◆ **WHAT NEEDS TO BE DONE**
Return each of the entries below word for word.

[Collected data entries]
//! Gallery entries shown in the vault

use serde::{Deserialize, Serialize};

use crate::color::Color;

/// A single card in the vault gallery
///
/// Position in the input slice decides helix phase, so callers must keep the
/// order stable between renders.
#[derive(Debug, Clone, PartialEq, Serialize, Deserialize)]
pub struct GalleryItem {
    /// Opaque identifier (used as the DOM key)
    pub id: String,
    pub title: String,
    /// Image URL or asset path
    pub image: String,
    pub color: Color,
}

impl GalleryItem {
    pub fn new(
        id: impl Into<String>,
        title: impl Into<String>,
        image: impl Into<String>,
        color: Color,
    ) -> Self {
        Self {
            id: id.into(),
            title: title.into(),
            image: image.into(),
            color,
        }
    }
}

◆ **ANSWER TO THIS EXERCISE**
//! Gallery entries shown in the vault

use serde::{Deserialize, Serialize};

use crate::color::Color;

/// A single card in the vault gallery
///
/// Position in the input slice decides helix phase, so callers must keep the
/// order stable between renders.
#[derive(Debug, Clone, PartialEq, Serialize, Deserialize)]
pub struct GalleryItem {
    /// Opaque identifier (used as the DOM key)
    pub id: String,
    pub title: String,
    /// Image URL or asset path
    pub image: String,
    pub color: Color,
}

impl GalleryItem {
    pub fn new(
        id: impl Into<String>,
        title: impl Into<String>,
        image: impl Into<String>,
        color: Color,
    ) -> Self {
        Self {
            id: id.into(),
            title: title.into(),
            image: image.into(),
            color,
        }
    }
}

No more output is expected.